== Available data ==

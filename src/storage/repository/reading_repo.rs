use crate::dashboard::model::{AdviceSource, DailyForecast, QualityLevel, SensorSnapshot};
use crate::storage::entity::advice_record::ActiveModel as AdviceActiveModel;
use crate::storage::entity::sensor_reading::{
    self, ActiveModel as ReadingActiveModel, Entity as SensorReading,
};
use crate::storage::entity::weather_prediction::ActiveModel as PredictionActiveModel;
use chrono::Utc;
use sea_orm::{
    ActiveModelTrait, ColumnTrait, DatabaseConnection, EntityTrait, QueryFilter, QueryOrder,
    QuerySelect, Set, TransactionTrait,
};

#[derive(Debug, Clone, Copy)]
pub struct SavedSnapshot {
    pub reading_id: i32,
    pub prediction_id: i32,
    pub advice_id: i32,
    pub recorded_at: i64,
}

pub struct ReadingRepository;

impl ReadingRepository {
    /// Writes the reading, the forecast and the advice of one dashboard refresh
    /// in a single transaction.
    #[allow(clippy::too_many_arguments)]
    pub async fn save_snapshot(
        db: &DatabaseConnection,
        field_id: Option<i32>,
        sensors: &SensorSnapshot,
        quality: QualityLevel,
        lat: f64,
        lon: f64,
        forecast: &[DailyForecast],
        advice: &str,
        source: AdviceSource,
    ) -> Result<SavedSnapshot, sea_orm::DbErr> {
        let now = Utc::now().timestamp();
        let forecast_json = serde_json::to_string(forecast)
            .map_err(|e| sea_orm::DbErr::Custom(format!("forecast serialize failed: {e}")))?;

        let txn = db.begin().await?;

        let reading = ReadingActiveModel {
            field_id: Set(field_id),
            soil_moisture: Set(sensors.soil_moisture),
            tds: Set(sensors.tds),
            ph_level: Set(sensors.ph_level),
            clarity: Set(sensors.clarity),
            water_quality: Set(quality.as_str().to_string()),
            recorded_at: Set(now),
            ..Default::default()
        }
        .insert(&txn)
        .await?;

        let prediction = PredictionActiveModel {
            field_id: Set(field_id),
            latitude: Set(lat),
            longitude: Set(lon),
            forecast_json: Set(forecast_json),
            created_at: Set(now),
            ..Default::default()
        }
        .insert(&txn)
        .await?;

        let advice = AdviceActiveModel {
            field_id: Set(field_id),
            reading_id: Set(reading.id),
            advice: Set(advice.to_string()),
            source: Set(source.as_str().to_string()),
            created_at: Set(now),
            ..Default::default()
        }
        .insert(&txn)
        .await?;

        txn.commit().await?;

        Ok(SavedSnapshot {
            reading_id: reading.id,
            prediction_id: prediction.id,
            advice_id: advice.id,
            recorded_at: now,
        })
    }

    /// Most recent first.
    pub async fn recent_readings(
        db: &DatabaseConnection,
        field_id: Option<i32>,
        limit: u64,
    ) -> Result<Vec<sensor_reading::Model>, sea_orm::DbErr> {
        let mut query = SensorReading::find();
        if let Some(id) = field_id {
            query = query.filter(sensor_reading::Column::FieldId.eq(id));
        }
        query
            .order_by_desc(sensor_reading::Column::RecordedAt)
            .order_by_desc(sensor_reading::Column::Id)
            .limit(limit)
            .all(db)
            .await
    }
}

== Exercise description ==
Write out the whole listing again. Match it word for word.

== Answer to this exercise ==
filename src/storage/repository/reading_repo.rs
use crate::dashboard::model::{AdviceSource, DailyForecast, QualityLevel, SensorSnapshot};
use crate::storage::entity::advice_record::ActiveModel as AdviceActiveModel;
use crate::storage::entity::sensor_reading::{
    self, ActiveModel as ReadingActiveModel, Entity as SensorReading,
};
use crate::storage::entity::weather_prediction::ActiveModel as PredictionActiveModel;
use chrono::Utc;
use sea_orm::{
    ActiveModelTrait, ColumnTrait, DatabaseConnection, EntityTrait, QueryFilter, QueryOrder,
    QuerySelect, Set, TransactionTrait,
};

#[derive(Debug, Clone, Copy)]
pub struct SavedSnapshot {
    pub reading_id: i32,
    pub prediction_id: i32,
    pub advice_id: i32,
    pub recorded_at: i64,
}

pub struct ReadingRepository;

impl ReadingRepository {
    /// Writes the reading, the forecast and the advice of one dashboard refresh
    /// in a single transaction.
    #[allow(clippy::too_many_arguments)]
    pub async fn save_snapshot(
        db: &DatabaseConnection,
        field_id: Option<i32>,
        sensors: &SensorSnapshot,
        quality: QualityLevel,
        lat: f64,
        lon: f64,
        forecast: &[DailyForecast],
        advice: &str,
        source: AdviceSource,
    ) -> Result<SavedSnapshot, sea_orm::DbErr> {
        let now = Utc::now().timestamp();
        let forecast_json = serde_json::to_string(forecast)
            .map_err(|e| sea_orm::DbErr::Custom(format!("forecast serialize failed: {e}")))?;

        let txn = db.begin().await?;

        let reading = ReadingActiveModel {
            field_id: Set(field_id),
            soil_moisture: Set(sensors.soil_moisture),
            tds: Set(sensors.tds),
            ph_level: Set(sensors.ph_level),
            clarity: Set(sensors.clarity),
            water_quality: Set(quality.as_str().to_string()),
            recorded_at: Set(now),
            ..Default::default()
        }
        .insert(&txn)
        .await?;

        let prediction = PredictionActiveModel {
            field_id: Set(field_id),
            latitude: Set(lat),
            longitude: Set(lon),
            forecast_json: Set(forecast_json),
            created_at: Set(now),
            ..Default::default()
        }
        .insert(&txn)
        .await?;

        let advice = AdviceActiveModel {
            field_id: Set(field_id),
            reading_id: Set(reading.id),
            advice: Set(advice.to_string()),
            source: Set(source.as_str().to_string()),
            created_at: Set(now),
            ..Default::default()
        }
        .insert(&txn)
        .await?;

        txn.commit().await?;

        Ok(SavedSnapshot {
            reading_id: reading.id,
            prediction_id: prediction.id,
            advice_id: advice.id,
            recorded_at: now,
        })
    }

    /// Most recent first.
    pub async fn recent_readings(
        db: &DatabaseConnection,
        field_id: Option<i32>,
        limit: u64,
    ) -> Result<Vec<sensor_reading::Model>, sea_orm::DbErr> {
        let mut query = SensorReading::find();
        if let Some(id) = field_id {
            query = query.filter(sensor_reading::Column::FieldId.eq(id));
        }
        query
            .order_by_desc(sensor_reading::Column::RecordedAt)
            .order_by_desc(sensor_reading::Column::Id)
            .limit(limit)
            .all(db)
            .await
    }
}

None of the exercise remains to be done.